The U.S. House of Representatives just signaled its commitment to women and girls globally. It took a historic step last week by passing the Women, Peace, and Security Act (H.R. 5332), which pledges that the United States act as a “global leader” in advancing the participation of women in preventing and resolving conflicts. The bipartisan legislation would require the United States to develop a government-wide strategy—including new efforts to train its personnel, consult with stakeholders on the ground, and coordinate with partners—in order to increase women’s participation in peace and security processes. As research shows, these steps would help the United States increase the effectiveness of its own security efforts and would set an example for others, contributing to more durable peace and security processes around the world.
The House’s commitment reflects a growing body of research suggesting that the inclusion of women in peace and security processes could reduce conflict and improve stability. For example, one study found that peace agreements are 35 percent more likely to last at least 15 years when women participate in negotiations. At a hearing in March, House Foreign Affairs Committee Chairman Ed Royce (R-CA), reflected on “the lives saved and economies maintained by a 35 percent decrease in repeated conflicts,” adding that, “simply put, when women are at the negotiating table, success is more likely.”
A recent Council on Foreign Relations publication, How Women’s Participation in Conflict Prevention and Resolution Advances U.S. Interests, presents the quantitative and qualitative evidence for this claim. From moderating violent extremism to negotiating peace agreements to making security forces more effective, women provide distinct contributions that improve peace and security processes. Research shows that women successfully disseminate antiterrorism messages throughout families and communities, and that, when they serve as security sector officials, they have access to venues and populations that men do not, allowing them to gather additional intelligence on security risks. Research also shows that, when women were involved in a negotiation process, parties were more likely to initiate talks and reach an agreement, and that, when women participate politically and socially in post-conflict societies, the chance of conflict relapse is diminished.
While more and more international leaders recognize women’s roles in security, female participation in peace and security processes remains low. Women served as less than 4 percent of signatories to peace agreements and 9 percent of negotiators between 1992 and 2011, and, in 2015, represented only 3 percent of UN military peacekeepers and 10 percent of UN police personnel. In the U.S. government, women represent 20 percent of the Defense Department’s officer corps, but hold less than 10 percent of leadership positions. Meanwhile, they represent one-third of senior foreign service officers at the State Department, and hold nearly half of mid- and senior-level management positions at USAID.

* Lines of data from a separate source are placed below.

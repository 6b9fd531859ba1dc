//! Logging utilities and structured logging support

pub use log::{debug, error, info, trace, warn};

/// Initialize the logging system from `RUST_LOG`
pub fn init() {
    env_logger::init();
}

/// Initialize the logging system with a default filter, still overridable by `RUST_LOG`
pub fn init_with_level(level: log::LevelFilter) {
    env_logger::Builder::new()
        .filter_level(level)
        .parse_default_env()
        .format_timestamp_millis()
        .init();
}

With research showing that standard peacemaking methods would more effectively address current security challenges if women are included, promoting the participation of women in conflict prevention and resolution merits a higher place on the U.S. agenda.
The House-passed Women, Peace, and Security Act would do just that. The bill was reintroduced in June with bipartisan support by Congresswoman Kristi Noem (R-SD), Congresswoman Jan Schakowsky (D-IL), Foreign Affairs Committee Chairman Ed Royce (R-CA), and Foreign Affairs Committee Ranking Member Eliot Engel (D-NY). If enacted into law, it would require the president to submit a government-wide strategy (which would build on the existing National Action Plan on Women, Peace, and Security), and to report regularly on progress. It would also require U.S. defense, diplomatic, and development personnel to receive training on effective strategies and best practices to ensure the meaningful participation of women in peace and security processes. In addition, U.S. personnel overseas would be required to consult with local women leaders and other stakeholders on peace and security, and to coordinate with partners across foreign governments and intergovernmental bodies to advance these goals.
It is now up to the Senate to help make the Women, Peace, and Security Act into law. The conversation is underway, with a similar bill introduced in January by Senators Barbara Boxer (D-CA), Mark Kirk (R-IL), and Jeanne Shaheen (D-NH). Urgent action is required if the bill is to pass during this session.
Successive Republican and Democratic administrations have recognized that women’s participation in security efforts advances stability at home and abroad. Congress is now signaling that it considers women’s participation in peace and security to be a central component of U.S. foreign policy. If Congress passes the Women, Peace, and Security Act, it would position the United States to make smarter investments in preventing conflict and building peace, and thereby save lives and resources around the world.